Miris memang!
Itulah kata yang pertama terlontar ketika saya mendengar radio, menonton TV dan membaca berbagai media hari ini (13 Desember 2011). Betapa tidak , kita dikejutkan lagi dengan berita kekerasan di dunia pendidikan yang dilakukan oleh beberapa oknum guru dan kepala sekolah SMKN 29 Jakarta Selatan yang harusnya bertugas mendidik dan mengayomi anak didiknya agar memiliki akhlak dan budi pekerti yang baik.
Sebanyak 150 siswa SMKN 29 Jakarta Selatan tersebut mengalami kekerasan fisik berupa tamparan, pukulan dan sabetan ikat pinggang yang dilakukan oleh sejumlah guru dan kepala sekolah mereka. Kejadiannya pada kamis (8/12) dan jumat (9/12) membuat siswa trauma (Berita kota, 13/12).
Kekerasan dalam dunia pendidikan memang kerap kali terjadi dan hemat saya, angkanya bukan malah berkurang dari hari ke hari, namun mengalami kenaikan yang signifikan. Belum lagi kalau ditambah dengan kasus yang lain, seperti pelecehan seksual dan pemerkosaaan yang juga terjadi di area sekolah. Alih-alih menjadi wadah pembinaan dan penerapan nilai-nilai kebajikan terhadap peserta didiknya, malah yang terjadi sebaliknya, yaitu pengebirian potensi peserta didik dan bahkan melakukan kekerasan demi menjaga gengsi dan nama baik (citra) sekolah. Alhasil, siapa yang dirugikan dari berbagai kasus kekerasan yang sering terjadi di sekolah atau dunia pendidikan kita? Jawabannya, selain nama baik lembaga pendidikan, yang paling rugi dan selalu menjadi korban adalah peserta didik. Tengok saja dari setiap kasus kekerasan di dunia pendidikan selama ini, pasti yang menjadi sasaran adalah anak didik atau siswa. Karena guru memang tidak pernah mengenal kata-kata salah. Mereka (guru) selalu berada pada posisi yang benar. Makanya yang akan menerima hukuman atau sanksi selalu murid atau anak didik. Baik hukuman diskors, disuruh berdiri di depan teman sekelasnya untuk dicemooh ramai-ramai, dicukur rambutnya dengan gaya yang tidak pantas, dipukuli, disabet dengan ikat pinggang, bahkan ada yang dihajar sampai menghembuskan napasnya yang terakhir.
Mengerikan memang!!
Diakui atau tidak, inilah potret dunia pendidikan kita saat ini.

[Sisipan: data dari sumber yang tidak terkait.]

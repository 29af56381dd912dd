use anyhow::Result;
use chrono::{DateTime, Utc};
use serde::{Deserialize, Serialize};
use sqlx::PgPool;
use uuid::Uuid;

use crate::common::Role;

/// User - an account that can sign in to LembarKerja
///
/// Emails are stored lower-cased; lookups lower-case their input too.
#[derive(Debug, Clone, Serialize, Deserialize, sqlx::FromRow)]
pub struct User {
    pub id: Uuid,
    pub email: String,
    pub name: Option<String>,
    #[sqlx(try_from = "String")]
    pub role: Role,
    /// NULL until the address is verified; unverified users cannot log in with a password
    pub email_verified: Option<DateTime<Utc>>,
    /// Argon2 PHC hash. NULL when the identity is managed by the hosted provider.
    #[serde(skip_serializing)]
    pub password: Option<String>,
    /// Subject id at the hosted identity provider
    pub external_id: Option<String>,
    pub created_at: DateTime<Utc>,
    pub updated_at: DateTime<Utc>,
}

/// Input for a credentials registration
#[derive(Debug, Clone)]
pub struct NewUser {
    pub email: String,
    pub name: Option<String>,
    pub password_hash: Option<String>,
    pub role: Role,
    pub email_verified: Option<DateTime<Utc>>,
}

/// Identity attributes asserted by the hosted provider
#[derive(Debug, Clone)]
pub struct ExternalIdentity {
    pub external_id: String,
    pub email: String,
    pub name: Option<String>,
    /// Role given to a newly created row; an existing row keeps its role
    pub initial_role: Role,
}

pub fn normalize_email(email: &str) -> String {
    email.trim().to_lowercase()
}

// =============================================================================
// SQL Queries - ALL queries must be in models/
// =============================================================================

impl User {
    pub fn display_name(&self) -> String {
        self.name
            .clone()
            .unwrap_or_else(|| self.email.split('@').next().unwrap_or(&self.email).to_string())
    }

    pub async fn find_by_email(email: &str, pool: &PgPool) -> Result<Option<Self>> {
        let user = sqlx::query_as::<_, User>("SELECT * FROM users WHERE email = $1")
            .bind(normalize_email(email))
            .fetch_optional(pool)
            .await?;
        Ok(user)
    }

    /// Role column only, for session resolution
    pub async fn find_role_by_email(email: &str, pool: &PgPool) -> Result<Option<Role>> {
        let role = sqlx::query_scalar::<_, String>("SELECT role FROM users WHERE email = $1")
            .bind(normalize_email(email))
            .fetch_optional(pool)
            .await?;

        role.map(|r| r.parse::<Role>().map_err(Into::into))
            .transpose()
    }

    /// Insert a new user. Fails with a database unique violation on a duplicate email.
    pub async fn create(new_user: NewUser, pool: &PgPool) -> Result<Self, sqlx::Error> {
        sqlx::query_as::<_, User>(
            r#"
            INSERT INTO users (id, email, name, role, email_verified, password)
            VALUES ($1, $2, $3, $4, $5, $6)
            RETURNING *
            "#,
        )
        .bind(Uuid::new_v4())
        .bind(normalize_email(&new_user.email))
        .bind(new_user.name)
        .bind(new_user.role.as_str())
        .bind(new_user.email_verified)
        .bind(new_user.password_hash)
        .fetch_one(pool)
        .await
    }

    /// Insert or refresh a user seen through the hosted provider.
    ///
    /// The row is matched by provider subject first, so a subject whose email
    /// changed keeps its row, id and role. If the new email already belongs to
    /// another row, the subject moves to that row instead. Otherwise the row
    /// is matched by email. An existing row keeps its role and password; the
    /// provider has already verified the address so `email_verified` is filled
    /// in if it was NULL.
    pub async fn upsert_external(identity: ExternalIdentity, pool: &PgPool) -> Result<Self> {
        let email = normalize_email(&identity.email);
        let mut tx = pool.begin().await?;

        // Release the subject from its old row when the new email is taken
        sqlx::query(
            r#"
            UPDATE users SET external_id = NULL, updated_at = NOW()
            WHERE external_id = $1
              AND email <> $2
              AND EXISTS (SELECT 1 FROM users WHERE email = $2)
            "#,
        )
        .bind(&identity.external_id)
        .bind(&email)
        .execute(&mut *tx)
        .await?;

        let followed = sqlx::query_as::<_, User>(
            r#"
            UPDATE users SET
                email = $2,
                name = COALESCE($3, name),
                email_verified = COALESCE(email_verified, NOW()),
                updated_at = NOW()
            WHERE external_id = $1
            RETURNING *
            "#,
        )
        .bind(&identity.external_id)
        .bind(&email)
        .bind(&identity.name)
        .fetch_optional(&mut *tx)
        .await?;

        if let Some(user) = followed {
            tx.commit().await?;
            return Ok(user);
        }

        let user = sqlx::query_as::<_, User>(
            r#"
            INSERT INTO users (id, email, name, role, email_verified, external_id)
            VALUES ($1, $2, $3, $4, NOW(), $5)
            ON CONFLICT (email) DO UPDATE SET
                external_id = EXCLUDED.external_id,
                name = COALESCE(EXCLUDED.name, users.name),
                email_verified = COALESCE(users.email_verified, EXCLUDED.email_verified),
                updated_at = NOW()
            RETURNING *
            "#,
        )
        .bind(Uuid::new_v4())
        .bind(&email)
        .bind(identity.name)
        .bind(identity.initial_role.as_str())
        .bind(identity.external_id)
        .fetch_one(&mut *tx)
        .await?;

        tx.commit().await?;
        Ok(user)
    }

    pub async fn list(pool: &PgPool) -> Result<Vec<Self>> {
        let users = sqlx::query_as::<_, User>("SELECT * FROM users ORDER BY created_at ASC")
            .fetch_all(pool)
            .await?;
        Ok(users)
    }

    pub async fn set_role(id: Uuid, role: Role, pool: &PgPool) -> Result<Option<Self>> {
        let user = sqlx::query_as::<_, User>(
            "UPDATE users SET role = $2, updated_at = NOW() WHERE id = $1 RETURNING *",
        )
        .bind(id)
        .bind(role.as_str())
        .fetch_optional(pool)
        .await?;
        Ok(user)
    }

    pub async fn mark_email_verified(id: Uuid, pool: &PgPool) -> Result<Option<Self>> {
        let user = sqlx::query_as::<_, User>(
            r#"
            UPDATE users
            SET email_verified = COALESCE(email_verified, NOW()), updated_at = NOW()
            WHERE id = $1
            RETURNING *
            "#,
        )
        .bind(id)
        .fetch_optional(pool)
        .await?;
        Ok(user)
    }
}

#[cfg(test)]
mod tests {
    use super::*;

    #[test]
    fn test_normalize_email() {
        assert_eq!(normalize_email("  Dewi@LembarKerja.ID "), "dewi@lembarkerja.id");
    }

    #[test]
    fn test_password_never_serialized() {
        let user = User {
            id: Uuid::new_v4(),
            email: "a@b.com".into(),
            name: None,
            role: Role::User,
            email_verified: None,
            password: Some("$argon2id$secret".into()),
            external_id: None,
            created_at: Utc::now(),
            updated_at: Utc::now(),
        };
        let json = serde_json::to_value(&user).unwrap();
        assert!(json.get("password").is_none());
        assert_eq!(json["role"], "USER");
        assert_eq!(user.display_name(), "a");
    }
}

Lalu ke mana budaya kesantunan dan saling asah - asuh yang selama ini pernah menghiasi jati diri bangsa kita? Kenapa pula dunia pendidikan yang menjadi sasaran empuk kekerasan? Sudah separah itukah moralitas dan akhlak kita sebagai anak bangsa? Pertanyaan ini harus menjadi fokus kita semua, karena dunia pendidikan merupakan harapan kita bersama sebagai wadah yang akan mencetak generasi bangsa yang bermoral dan memiliki karakter yang baik di masa yang akan datang. Karena pendidikan yang baik adalah masa depan suatu bangsa itu sendiri.
Ungkapan yang berbunyi: “Anak adalah masa depan orang tuanya”. Tidak salah lagi! Oleh karena itu, marilah para pendidik (guru) di manapun kalian berada, ayo kita didik anak-anak kita dengan kasih sayang, karena dengan kasih sayanglah mereka akan bisa tumbuh dan menerima ilmu pengetahuan dengan baik. Percayalah! Tidak ada manusia yang bisa tumbuh dengan sempurna di bawah tekanan ataupun kekerasan. Oleh karena anak didik kita juga merupakan masa depan kita semua dan juga merupakan masa depan bangsa dan negaranya. Dari merekalah lahir pemimpin-peminpin besar yang kelak juga akan memimpin kita semua.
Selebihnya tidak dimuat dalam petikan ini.